Cytotoxicity and bioavailability studies on a decoction of Oldenlandia diffusa and its fractions separated by HPLC

Ganbold, Munkhchimeg, Barker, James, Ma, Ren, Jones, Lucy and Carew, Mark (2010) Cytotoxicity and bioavailability studies on a decoction of Oldenlandia diffusa and its fractions separated by HPLC. Journal of Ethnopharmacology, 131(2), pp. 396-403. ISSN (print) 0378-8741


AIM OF THE STUDY: Oldenlandia diffusa is a traditional Chinese herbal remedy with known cytotoxic activity in vitro and in vivo. The aim of the study was to identify the most cytotoxic constituents of a water extract (a decoction is traditionally used as a treatment) by HPLC and activity-guided fractionation. The bioavailability of the decoction and certain fractions, and the mode of cell death induced by these mixtures, were also investigated.
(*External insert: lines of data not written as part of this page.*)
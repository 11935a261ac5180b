use std::net::TcpListener;
use std::path::PathBuf;
use std::sync::Arc;

use clap::Parser;
use log::{error, info};

use pronghorn_ofp::config::ControllerConfig;
use pronghorn_ofp::{Controller, OfpController};

#[derive(Parser)]
#[command(about = "OpenFlow 1.3 controller core")]
struct ControllerArgs {
    /// json5 configuration file; defaults apply when absent
    #[arg(short, long, value_name = "FILE")]
    config: Option<PathBuf>,

    /// Overrides `listen_address` from the configuration
    #[arg(short, long, value_name = "ADDR")]
    listen: Option<String>,
}

fn main() -> pronghorn_ofp::Result<()> {
    env_logger::Builder::from_env(env_logger::Env::default().default_filter_or("info")).init();

    let args = ControllerArgs::parse();
    let mut config = match args.config {
        Some(path) => ControllerConfig::load(path)?,
        None => ControllerConfig::default(),
    };
    if let Some(listen) = args.listen {
        config.listen_address = listen;
    }

    let listener = TcpListener::bind(&config.listen_address)?;
    info!("listening for switches on {}", config.listen_address);
    let controller = Arc::new(Controller::new(config)?);

    for stream in listener.incoming() {
        match stream {
            Ok(stream) => {
                let controller = controller.clone();
                std::thread::spawn(move || {
                    if let Err(e) = controller.handle_client_connected(stream) {
                        error!("switch connection ended: {}", e);
                    }
                });
            }
            Err(e) => error!("accept failed: {}", e),
        }
    }
    Ok(())
}
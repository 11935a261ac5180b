//! Barrier correlation: turn asynchronous ERROR and BARRIER_REPLY traffic into
//! a synchronous commit answer.

use std::sync::Mutex;
use std::time::{Duration, Instant};

use log::{debug, warn};

use crate::addr::Dpid;
use crate::command_queue::{lock, CommandQueue};
use crate::openflow0x04::message::Message;

/// Receives the outcome of one barrier.
///
/// `command_failure` fires once per ERROR seen while waiting, with the xid of
/// the command that failed. A barrier can commit even though some commands
/// before it failed.
pub trait BarrierCallback: Send + Sync {
    fn command_failure(&self, xid: u32);

    fn barrier_success(&self) {}

    fn barrier_failure(&self) {}
}

/// Callback that remembers every failed xid.
#[derive(Debug, Default)]
pub struct FailureRecorder {
    failed: Mutex<Vec<u32>>,
}

impl FailureRecorder {
    pub fn new() -> FailureRecorder {
        Default::default()
    }

    pub fn failed_xids(&self) -> Vec<u32> {
        lock(&self.failed).clone()
    }

    pub fn had_failure(&self) -> bool {
        !lock(&self.failed).is_empty()
    }
}

impl BarrierCallback for FailureRecorder {
    fn command_failure(&self, xid: u32) {
        lock(&self.failed).push(xid);
    }
}

#[derive(Copy, Clone, Debug, PartialEq, Eq)]
pub enum BarrierState {
    Sent,
    Waiting,
    Completed,
    TimedOut,
}

/// Timing of the correlation loop. `timeout` bounds the whole wait, each
/// individual wait on the queue is at most `poll_interval`.
#[derive(Copy, Clone, Debug, PartialEq, Eq)]
pub struct BarrierTiming {
    pub timeout: Duration,
    pub poll_interval: Duration,
}

impl Default for BarrierTiming {
    fn default() -> BarrierTiming {
        BarrierTiming {
            timeout: Duration::from_secs(5),
            poll_interval: Duration::from_secs(1),
        }
    }
}

/// Drain `queue` after a barrier with `barrier_xid` went out.
///
/// Returns true when the BARRIER_REPLY arrived in time. ERRORs are handed to
/// `callback` and the wait goes on. `connected` is checked after every empty
/// poll; a switch that went away ends the wait as timed out.
pub fn await_barrier<F>(queue: &CommandQueue,
                        dpid: u64,
                        barrier_xid: u32,
                        timing: BarrierTiming,
                        connected: F,
                        callback: Option<&dyn BarrierCallback>)
                        -> bool
    where F: Fn() -> bool
{
    let deadline = Instant::now() + timing.timeout;
    let mut state = BarrierState::Sent;
    debug!("switch {}: barrier {} {:?}", Dpid(dpid), barrier_xid, state);

    while state == BarrierState::Sent || state == BarrierState::Waiting {
        state = BarrierState::Waiting;
        let now = Instant::now();
        if now >= deadline {
            state = BarrierState::TimedOut;
            break;
        }
        let wait = timing.poll_interval.min(deadline - now);
        match queue.take(wait) {
            Some(reply) => match reply.message {
                Message::BarrierReply if reply.xid == barrier_xid => state = BarrierState::Completed,
                Message::BarrierReply => {
                    warn!("switch {}: stale barrier reply {} while waiting for {}",
                          Dpid(dpid),
                          reply.xid,
                          barrier_xid)
                }
                Message::Error(ref err) => {
                    warn!("switch {}: command {} failed (type {}, code {})",
                          Dpid(dpid),
                          reply.xid,
                          err.err_type,
                          err.code);
                    if let Some(cb) = callback {
                        cb.command_failure(reply.xid);
                    }
                }
                ref other => warn!("switch {}: ignoring {:?} on reply queue", Dpid(dpid), other.msg_code()),
            },
            None => {
                if !connected() {
                    warn!("switch {} disconnected during barrier {}", Dpid(dpid), barrier_xid);
                    state = BarrierState::TimedOut;
                }
            }
        }
    }

    debug!("switch {}: barrier {} {:?}", Dpid(dpid), barrier_xid, state);
    let committed = state == BarrierState::Completed;
    if let Some(cb) = callback {
        if committed {
            cb.barrier_success();
        } else {
            cb.barrier_failure();
        }
    }
    committed
}

#[cfg(test)]
mod tests {
    use super::*;
    use std::sync::atomic::{AtomicUsize, Ordering};
    use std::sync::Arc;
    use std::thread;

    use crate::command_queue::Reply;
    use crate::openflow0x04::ErrorMsg;

    fn timing(ms: u64) -> BarrierTiming {
        BarrierTiming {
            timeout: Duration::from_millis(ms),
            poll_interval: Duration::from_millis(10),
        }
    }

    fn error_reply(xid: u32) -> Reply {
        Reply {
            xid,
            message: Message::Error(ErrorMsg { err_type: 5, code: 0, data: vec![] }),
        }
    }

    #[derive(Default)]
    struct Counting {
        failures: AtomicUsize,
        successes: AtomicUsize,
        timeouts: AtomicUsize,
    }

    impl BarrierCallback for Counting {
        fn command_failure(&self, _: u32) {
            self.failures.fetch_add(1, Ordering::SeqCst);
        }

        fn barrier_success(&self) {
            self.successes.fetch_add(1, Ordering::SeqCst);
        }

        fn barrier_failure(&self) {
            self.timeouts.fetch_add(1, Ordering::SeqCst);
        }
    }

    #[test]
    fn test_reply_commits_without_failures() {
        let queue = CommandQueue::new(1, 16);
        queue.enqueue(Reply { xid: 7, message: Message::BarrierReply }).unwrap();
        let cb = Counting::default();
        assert!(await_barrier(&queue, 1, 7, timing(500), || true, Some(&cb)));
        assert_eq!(cb.failures.load(Ordering::SeqCst), 0);
        assert_eq!(cb.successes.load(Ordering::SeqCst), 1);
    }

    #[test]
    fn test_error_then_reply_commits_and_reports() {
        let queue = CommandQueue::new(1, 16);
        queue.enqueue(error_reply(5)).unwrap();
        queue.enqueue(Reply { xid: 6, message: Message::BarrierReply }).unwrap();
        let rec = FailureRecorder::new();
        assert!(await_barrier(&queue, 1, 6, timing(500), || true, Some(&rec)));
        assert_eq!(rec.failed_xids(), vec![5]);
    }

    #[test]
    fn test_drains_every_error() {
        let queue = CommandQueue::new(1, 16);
        for xid in 1..4 {
            queue.enqueue(error_reply(xid)).unwrap();
        }
        queue.enqueue(Reply { xid: 4, message: Message::BarrierReply }).unwrap();
        let rec = FailureRecorder::new();
        assert!(await_barrier(&queue, 1, 4, timing(500), || true, Some(&rec)));
        assert_eq!(rec.failed_xids(), vec![1, 2, 3]);
        assert!(queue.is_empty());
    }

    #[test]
    fn test_silence_times_out() {
        let queue = CommandQueue::new(1, 16);
        let cb = Counting::default();
        let start = Instant::now();
        assert!(!await_barrier(&queue, 1, 1, timing(80), || true, Some(&cb)));
        assert!(start.elapsed() >= Duration::from_millis(80));
        assert_eq!(cb.timeouts.load(Ordering::SeqCst), 1);
    }

    #[test]
    fn test_error_only_times_out() {
        let queue = CommandQueue::new(1, 16);
        queue.enqueue(error_reply(2)).unwrap();
        let rec = FailureRecorder::new();
        assert!(!await_barrier(&queue, 1, 3, timing(60), || true, Some(&rec)));
        assert_eq!(rec.failed_xids(), vec![2]);
    }

    #[test]
    fn test_stale_reply_is_skipped() {
        let queue = CommandQueue::new(1, 16);
        queue.enqueue(Reply { xid: 2, message: Message::BarrierReply }).unwrap();
        assert!(!await_barrier(&queue, 1, 3, timing(60), || true, None));
        queue.enqueue(Reply { xid: 2, message: Message::BarrierReply }).unwrap();
        queue.enqueue(Reply { xid: 3, message: Message::BarrierReply }).unwrap();
        assert!(await_barrier(&queue, 1, 3, timing(200), || true, None));
    }

    #[test]
    fn test_disconnect_ends_wait() {
        let queue = CommandQueue::new(1, 16);
        let start = Instant::now();
        assert!(!await_barrier(&queue, 1, 1, timing(5_000), || false, None));
        assert!(start.elapsed() < Duration::from_secs(2));
    }

    #[test]
    fn test_reply_arriving_later_is_seen() {
        let queue = Arc::new(CommandQueue::new(1, 16));
        let producer = queue.clone();
        let h = thread::spawn(move || {
            thread::sleep(Duration::from_millis(40));
            producer.enqueue(error_reply(10)).unwrap();
            thread::sleep(Duration::from_millis(40));
            producer.enqueue(Reply { xid: 11, message: Message::BarrierReply }).unwrap();
        });
        let rec = FailureRecorder::new();
        assert!(await_barrier(&queue, 1, 11, timing(5_000), || true, Some(&rec)));
        assert_eq!(rec.failed_xids(), vec![10]);
        h.join().unwrap();
    }
}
MATERIAL AND METHODS: A decoction of O.diffusa was prepared and separated by HPLC into eleven fractions (F1-11) for testing on the growth of HL60 leukaemia cells; two of the most active fractions were also tested on Caco-2 colon cancer cells. Cell viability was measured by trypan blue exclusion, DNA content (Cyquant NF assay) and neutral red uptake. Evidence of apoptosis was gained from cells stained with the nuclear dye DAPI, and detection of cleaved poly (ADP-ribose) polymerase (PARP) by Western blot. RESULTS: Fraction 9 was found to be the most active fraction, and, along with the decoction, induced apoptosis. Cells stained with DAPI showed a decrease in cell size and nuclear fragmentation characteristic of apoptosis. Detection of cleaved PARP further confirmed induction of apoptosis by O.diffusa decoction and fraction 9. The bioavailability of O.diffusa was investigated by production of post-absorption samples using Caco-2 intestinal epithelial monolayers. Addition of post-absorption samples (taken from the basolateral side after 3 hr incubation with the decoction on the apical side) inhibited the growth of HL60 cells, and suggested a degree of bioavailability. The constituents in fraction 9 were further separated by HPLC and eight major compounds were identified by LC-MS: two of these were ursolic acid (UA) and its enantiomer oleanolic acid (OA). Concentrations of UA and OA in the decoction were then calculated by reference to the area of the peaks of UA and OA found in F9. The post-absorption sample of F9 contained six of the eight constituents in the original pre-absorption fraction 9. CONCLUSIONS: Taken together, the results suggest that certain constituents, possibly including ursolic/oleanolic acid, may be bioavailable and at sufficient concentration to induce apoptosis in cancer cells in vitro through a mechanism including the cleavage of PARP.